The bible, our Old Testament, that they studied were like the hands of a clock – and they were all pointing to Jesus. We read loads of them at Christmas:'And a virgin shall bear a Son', 'Out of you, Bethlehem will come a ruler who will be the shepherd of my people.' 'The prophet Isaiah's words, He himself took our sickness and carried away our diseases pointed straight at the works of healing that Jesus carried out The time had come. The time for Jesus, God's Son on earth had come and they didn't see it. They didn't see him – for who he was. And he was angry – not because he wanted the popularity, the recognition. Not because he wanted to find fame from them, but because he wanted them to find life in him.
'You know how to interpret the appearance of the sky, but you cannot interpret
the signs of the times.' Couldn't or wouldn't?
I'm very lazy when it comes to changing the clock in my car. I just leave it
at the same time all year – so it's right for half the year and an hour
slow the rest of the time. These Pharisees and Sadducees. They would not move
either, they would not reset the dial of their understanding of God and his
ways onto Jesus. Which put them in the wrong - all of the time.
Just last night I was changing the battery in one of our clocks that had stopped
days ago. Then I reset it, moved the hands to right time. I had to go into another
room, to do that - check what the time actually was before I could set the clock.
It's important for everyday living to get the time right, to look at the already
right clock and set the time by it.
It is even more important for everyday living to be right with God, to look
at his already right person and set our lives right by his life.
It's what happens in Baptism. We bring our children because we want their lives set on Jesus. It's what happens when we 'join the Church', on our own behalf we set and sometimes reset our lives on Jesus. It's what happens when we know we've wandered away from God, we have to reset our lives on Jesus.
All of God's clocks were chiming in Jesus. All of God's promises of comfort and joy, peace and plenty, justice and mercy, freedom and forgiveness, life and eternity came true, had their time in the life-time of Jesus and these people were deaf to the ding-dong that Jesus' life made. You're wicked, adulterous, not close to God at all. And off he walked.
Jesus was just as Mr Angry with a different group of people – his own brothers. They were having a go at Jesus, too, making fun of his popularity. Come on, go up to the big city for the festival – let your fans there see how good you are, make a name for yourself. Go up to Jerusalem we dare you. Everything we said about the Pharisees and Sadducees we could say about Jesus' brothers. They didn't recognise who he really was. Come on big brother, go up to Jerusalem – we dare you. But Jesus didn't rise to their bait. He bided his time.

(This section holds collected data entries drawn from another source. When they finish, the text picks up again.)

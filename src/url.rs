//! Derives the URL and output path of a post from its date and title.
//!
//! A post's URL has the shape `/posts/{YYYY-MM-DD}-{slug}.html`. The date part
//! always comes from the parsed post date (never from the display string in
//! the front-matter) and the slug is the post title made safe for use as a
//! file name: whitespace runs become a single `-`, characters that are illegal
//! in file names on common platforms are dropped, and trailing dots and spaces
//! are stripped. Case is preserved.

use chrono::NaiveDate;
use lazy_static::lazy_static;
use regex::Regex;
use std::path::PathBuf;

/// The directory (relative to the output root) and URL segment under which
/// post pages live.
pub const POSTS_PATH: &str = "posts";

const HTML_EXTENSION: &str = ".html";

lazy_static! {
    static ref WHITESPACE: Regex = Regex::new(r"\s+").unwrap();
    // `#` and `%` are legal in file names but would break the link in an
    // `href`, so they go too.
    static ref ILLEGAL: Regex = Regex::new(r#"[<>:"/\\|?*#%\x00-\x1F\x7F\x{80}-\x{9F}]"#).unwrap();
    static ref TRAILING: Regex = Regex::new(r"[. ]+$").unwrap();
}

/// Where a post ends up: the site-relative URL used in links and the path of
/// the output file relative to the output root.
#[derive(Clone, Debug, PartialEq, Eq)]
pub struct PostLocation {
    pub url: String,
    pub file_path: PathBuf,
}

/// Sanitizes a post title into a slug. May return an empty string if the
/// title consists only of illegal characters.
pub fn slugify(title: &str) -> String {
    let hyphenated = WHITESPACE.replace_all(title.trim(), "-");
    let stripped = ILLEGAL.replace_all(&hyphenated, "");
    TRAILING.replace(&stripped, "").into_owned()
}

/// Computes the [`PostLocation`] for a post. Returns `None` if the title
/// sanitizes to an empty slug.
pub fn locate(date: NaiveDate, title: &str) -> Option<PostLocation> {
    let slug = slugify(title);
    if slug.is_empty() {
        return None;
    }

    let file_name = format!("{}-{}{}", date.format("%Y-%m-%d"), slug, HTML_EXTENSION);
    Some(PostLocation {
        url: format!("/{}/{}", POSTS_PATH, file_name),
        file_path: PathBuf::from(POSTS_PATH).join(file_name),
    })
}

Some of the ladies with us today will remember peppers – not the green and red kind that you get in salsa or stir fry but the peppers you have when your playing at skipping and the enders caw the rope extra fast. I love salsa and stir fry, but I hated peppers. It took me all my time to jump in with the ropes at normal speed. Peppers were impossible. I tried as hard as I could to jump after somebody was out. That way, the rope hadn't started and it was much easier. Watching the rope and judging the time, the right time to make my move was a skill I didn't have.
Jesus did. He knew what time it was. He knew when to jump in or not, when to make his move or not, when to go into Jerusalem and face his enemies, meet with his death on the cross and it wasn't yet. 'You go to the festival. I am not going up to this festival, because my time has not yet fully come.” My time has not yet fully come.' His time?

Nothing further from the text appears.